My employer: Hydro One.
Those are phase markers; important to ensure different phases are not inadvertently connected to one another should it be desired to transfer a load from one feeder to another; particularly important when two feeders are run on opposite sides of the same pole, especially when the phases on one feeder have been rolled while those on the other side of the same pole have not been.
See the pic @
where four 28 kV feeders leave their supply station heading load-ward; depending on how the transition is performed, any phase could end up in any position.
On a separate note: thank you, Bill, for your gentle reminder that terminology can vary from country to country, and not to ridicule the way things are done elsewhere.

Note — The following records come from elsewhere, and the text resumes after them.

use std::sync::Arc;
use tokio::time::{interval, Duration, MissedTickBehavior};

use crate::modules::auth::CredentialStore;

/// Periodically purges expired verification codes and refresh tokens.
/// Lookups already ignore expired rows; this only bounds table growth.
pub struct CredentialSweeper {
    store: Arc<dyn CredentialStore>,
    check_interval: Duration,
}

impl CredentialSweeper {
    pub fn new(store: Arc<dyn CredentialStore>, check_interval: Duration) -> Self {
        Self {
            store,
            check_interval,
        }
    }

    /// Background loop. Runs until the task is aborted.
    pub async fn run(&self) {
        tracing::info!(interval_secs = self.check_interval.as_secs(), "credential sweeper started");
        let mut tick = interval(self.check_interval);
        tick.set_missed_tick_behavior(MissedTickBehavior::Delay);

        loop {
            tick.tick().await;
            self.sweep_once().await;
        }
    }

    pub async fn sweep_once(&self) -> u64 {
        match self.store.delete_expired().await {
            Ok(0) => 0,
            Ok(removed) => {
                tracing::info!(removed, "purged expired credentials");
                removed
            }
            Err(e) => {
                tracing::error!(error = %e, "credential sweep failed");
                0
            }
        }
    }
}

/// Spawns the sweeper unless the interval is zero.
pub fn spawn_credential_sweeper(
    store: Arc<dyn CredentialStore>,
    every_minutes: u64,
) -> Option<tokio::task::JoinHandle<()>> {
    if every_minutes == 0 {
        tracing::info!("credential sweeper disabled");
        return None;
    }

    let sweeper = CredentialSweeper::new(store, Duration::from_secs(every_minutes * 60));
    Some(tokio::spawn(async move { sweeper.run().await }))
}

As to Ontario Hydro, its official name at the time of inception was The Hydro-Electric Power Commission of Ontario [and many poles today still bear HEPC markers]; it underwent a demerger and ceased to exist in 1999, which, because I was working as a power system operator at the time, is how I ended up with H1. I was working in the Toronto area at the time, and was in regular contact at the time with the Toronto Hydro operators...who, incidentally, experienced the reverse fate when Etobicoke Hydro, York Hydro, North York Hydro, East York Hydro and the original Toronto Hydro et al were amalgamated...
The legacy of the generation mix supplying Ontario being almost 100% hydraulic generation was many years ago; that era ended post World War II.
CR
"As iron sharpens iron, so one person sharpens another." [Proverbs 27:17, NIV]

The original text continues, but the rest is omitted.